En effet, certaines études ont montré que depuis l’introduction du lithium dans le traitement de la bipolarité, on observe plus de cas de manie. C’est probablement à cause de son arrêt fréquent que les cas de manie sont plus nombreux. C’est un point extrêmement important à considérer dans la psychoéducation des patients bipolaires : l’adhésion et le bon observance du traitement thymorégulateur.

Cette hypothèse a ses implications dans la pratique.

En acceptant la séquence MDI, on conçoit bien que le phénomène primaire à soigner est la manie et non la dépression (qui n’est qu’une conséquence de la manie au cours de laquelle les dépenses énergétiques sont assez importantes). C’est le concept de "primauté de la manie" prôné par Koukopoulos depuis quelques années.
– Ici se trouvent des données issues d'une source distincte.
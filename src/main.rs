use actix_cors::Cors;
use actix_web::{http, middleware, web, App, HttpServer};
use dotenv::dotenv;
use log::{error, info};

use video_catalog_backend::config::Config;
use video_catalog_backend::{handlers, services, AppState};

fn io_error(context: &str, e: impl std::fmt::Display) -> std::io::Error {
    error!("{}: {}", context, e);
    std::io::Error::new(std::io::ErrorKind::Other, format!("{}: {}", context, e))
}

#[actix_web::main]
async fn main() -> std::io::Result<()> {
    dotenv().ok();
    env_logger::Builder::from_env(env_logger::Env::default().default_filter_or("info")).init();

    let config = Config::from_env().map_err(|e| io_error("Invalid configuration", e))?;

    let db_pool = services::init_db_pool(&config.database_url)
        .await
        .map_err(|e| io_error("Failed to connect to database", e))?;
    services::run_migrations(&db_pool)
        .await
        .map_err(|e| io_error("Failed to run migrations", e))?;

    let blob_store = services::init_blob_store(&config.storage)
        .await
        .map_err(|e| io_error("Failed to initialize blob storage", e))?;

    let app_state = web::Data::new(AppState {
        db_pool,
        blob_store,
        upload_limits: config.upload_limits,
    });

    let allowed_origins = config.cors_allowed_origins.clone();
    info!("Starting HTTP server on {}:{}", config.http_host, config.http_port);
    HttpServer::new(move || {
        let mut cors = Cors::default()
            .allowed_methods(vec!["GET", "POST", "PUT", "DELETE", "OPTIONS"])
            .allowed_headers(vec![http::header::CONTENT_TYPE, http::header::AUTHORIZATION])
            .supports_credentials();

        for origin in &allowed_origins {
            cors = cors.allowed_origin(origin);
        }

        App::new()
            .wrap(cors)
            .wrap(middleware::Logger::default())
            .app_data(app_state.clone())
            .configure(handlers::configure_routes)
    })
    .bind((config.http_host.as_str(), config.http_port))?
    .run()
    .await
}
Un concept qui valide les bénéfices du lithium comme agent protecteur contre les récidives.

Pour le BP-II, cette hypothèse fait le lien entre les séquences DMI et le tempérament cyclothymique instable. Elle insiste sur l’idée que le trouble BP-II est le meilleur exemple d’interface entre les épisodes et le tempérament. Même si les facteurs exogènes sont présents, c’est le tempérament qui détermine la fréquence élevée des épisodes spontanés et finalement la cyclicité rapide. Il n’y a pas de doute que certains cas de BP-II soient de nature hyperthymique. Ces cas évoluent de manière similaire aux BP-I mais c’est le gradient d’intensité des épisodes qui les distinguent.
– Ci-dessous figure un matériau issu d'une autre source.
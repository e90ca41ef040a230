//! Atomic create/update of a record spanning Postgres and the blob store.
//!
//! Table writes run inside one transaction. Blobs cannot join that
//! transaction, so every key written during an operation is tracked and
//! deleted again if anything fails before the commit lands.
//!
//! Order of work for one call:
//!
//! 1. begin the transaction
//! 2. check every association identifier against its live target rows,
//!    then any cross-association rule of the record
//! 3. insert or update the primary row
//! 4. replace each association's join rows
//! 5. store each attachment under `{record_id}/{file_name}` and point the
//!    record's reference column at it
//! 6. reload the record and commit
//!
//! Blobs replaced by step 5 are removed only after the commit succeeds.

use async_trait::async_trait;
use chrono::Utc;
use log::{error, info, warn};
use sqlx::{PgConnection, PgPool};
use tempfile::TempPath;
use uuid::Uuid;

use crate::db::relations::AssociationSync;
use crate::error::AppError;
use crate::storage::{namespaced_key, BlobStore};

/// Insert or update of the primary row of a coordinated write.
#[async_trait]
pub trait RecordWrite: Send + Sync {
    type Record: Send;

    /// Table of the primary row. Attachment columns live on this table.
    fn table(&self) -> &'static str;

    fn entity(&self) -> &'static str;

    fn id(&self) -> Uuid;

    /// Rules spanning several associations, run after their targets are
    /// known to exist and before anything is written.
    async fn check_rules(&self, _conn: &mut PgConnection) -> Result<(), AppError> {
        Ok(())
    }

    /// Writes the row. An update of a missing or soft-deleted row must fail
    /// with `AppError::NotFound`.
    async fn write(&self, conn: &mut PgConnection) -> Result<(), AppError>;

    /// Reads back the record as it stands inside the transaction.
    async fn reload(&self, conn: &mut PgConnection) -> Result<Self::Record, AppError>;
}

/// A file to store for the record and the column that references it.
/// The upload is spooled at `file`, which is removed when the attachment drops.
#[derive(Debug)]
pub struct Attachment {
    pub column: &'static str,
    pub file_name: String,
    pub content_type: String,
    pub file: TempPath,
    pub size: u64,
}

pub struct RelationalWriteCoordinator<'a> {
    pool: &'a PgPool,
    blobs: &'a dyn BlobStore,
}

struct Staged<R> {
    record: R,
    superseded: Vec<String>,
}

impl<'a> RelationalWriteCoordinator<'a> {
    pub fn new(pool: &'a PgPool, blobs: &'a dyn BlobStore) -> Self {
        Self { pool, blobs }
    }

    pub async fn execute<W: RecordWrite>(
        &self,
        write: &W,
        associations: &[AssociationSync],
        attachments: Vec<Attachment>,
    ) -> Result<W::Record, AppError> {
        let mut tx = self.pool.begin().await?;
        let mut stored = Vec::new();

        let staged = self
            .stage(&mut tx, write, associations, attachments, &mut stored)
            .await;

        match staged {
            Ok(staged) => {
                if let Err(e) = tx.commit().await {
                    error!("Error committing {} {}: {:?}", write.entity(), write.id(), e);
                    self.compensate(&stored).await;
                    return Err(e.into());
                }
                info!(
                    "Saved {} {} ({} association set(s), {} file(s))",
                    write.entity(),
                    write.id(),
                    associations.len(),
                    stored.len()
                );
                self.discard_superseded(&staged.superseded).await;
                Ok(staged.record)
            }
            Err(e) => {
                error!("Error saving {} {}: {}", write.entity(), write.id(), e);
                if let Err(rollback_err) = tx.rollback().await {
                    error!(
                        "Error rolling back {} {}: {:?}",
                        write.entity(),
                        write.id(),
                        rollback_err
                    );
                }
                self.compensate(&stored).await;
                Err(e)
            }
        }
    }

    async fn stage<W: RecordWrite>(
        &self,
        conn: &mut PgConnection,
        write: &W,
        associations: &[AssociationSync],
        attachments: Vec<Attachment>,
        stored: &mut Vec<String>,
    ) -> Result<Staged<W::Record>, AppError> {
        let id = write.id();

        for sync in associations {
            sync.ensure_targets_exist(&mut *conn).await?;
        }
        write.check_rules(&mut *conn).await?;

        write.write(&mut *conn).await?;

        for sync in associations {
            sync.apply(&mut *conn, id).await?;
        }

        let mut superseded = Vec::new();
        for attachment in attachments {
            let previous = current_reference(&mut *conn, write.table(), attachment.column, id).await?;
            let key = namespaced_key(id, &attachment.file_name);

            // a failed put may still leave a partial object behind
            stored.push(key.clone());
            self.blobs
                .put(&key, &attachment.file, &attachment.content_type)
                .await?;
            if !self.blobs.exists(&key).await? {
                return Err(AppError::Consistency(format!(
                    "blob {} missing right after it was stored",
                    key
                )));
            }

            set_reference(&mut *conn, write.table(), attachment.column, id, &attachment.file_name)
                .await?;

            if let Some(previous) = previous.filter(|name| *name != attachment.file_name) {
                superseded.push(namespaced_key(id, &previous));
            }
        }

        let record = write.reload(&mut *conn).await?;
        Ok(Staged { record, superseded })
    }

    async fn compensate(&self, stored: &[String]) {
        for key in stored {
            match self.blobs.delete(key).await {
                Ok(()) => info!("Removed blob {} after failed write", key),
                Err(e) => error!("Error removing blob {} after failed write, blob is orphaned: {}", key, e),
            }
        }
    }

    async fn discard_superseded(&self, superseded: &[String]) {
        for key in superseded {
            if let Err(e) = self.blobs.delete(key).await {
                warn!("Error removing superseded blob {}: {}", key, e);
            }
        }
    }
}

async fn current_reference(
    conn: &mut PgConnection,
    table: &'static str,
    column: &'static str,
    id: Uuid,
) -> Result<Option<String>, sqlx::Error> {
    let sql = format!("SELECT {} FROM {} WHERE id = $1", column, table);
    sqlx::query_scalar::<_, Option<String>>(&sql)
        .bind(id)
        .fetch_one(&mut *conn)
        .await
}

async fn set_reference(
    conn: &mut PgConnection,
    table: &'static str,
    column: &'static str,
    id: Uuid,
    file_name: &str,
) -> Result<(), sqlx::Error> {
    let sql = format!("UPDATE {} SET {} = $1, updated_at = $2 WHERE id = $3", table, column);
    sqlx::query(&sql)
        .bind(file_name)
        .bind(Utc::now().naive_utc())
        .bind(id)
        .execute(&mut *conn)
        .await?;
    Ok(())
}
Il serait judicieux de préférer à la distinction actuelle BP-I versus BP-II, une classification qui tiendrait compte des tempéraments de base et des modes évolutifs de la cyclicité.
C’est ce qu’on va envisager dans la classification de lˮEBF.

Référence

  • Koukopoulos A, Sami G, Koukopoulos AE et al. (2006). Endogenous and exogenous cyclicity and temperament in bipolar disorder: Review, new data and hypotheses. Journal of Affective Disorders, 96: 165-175.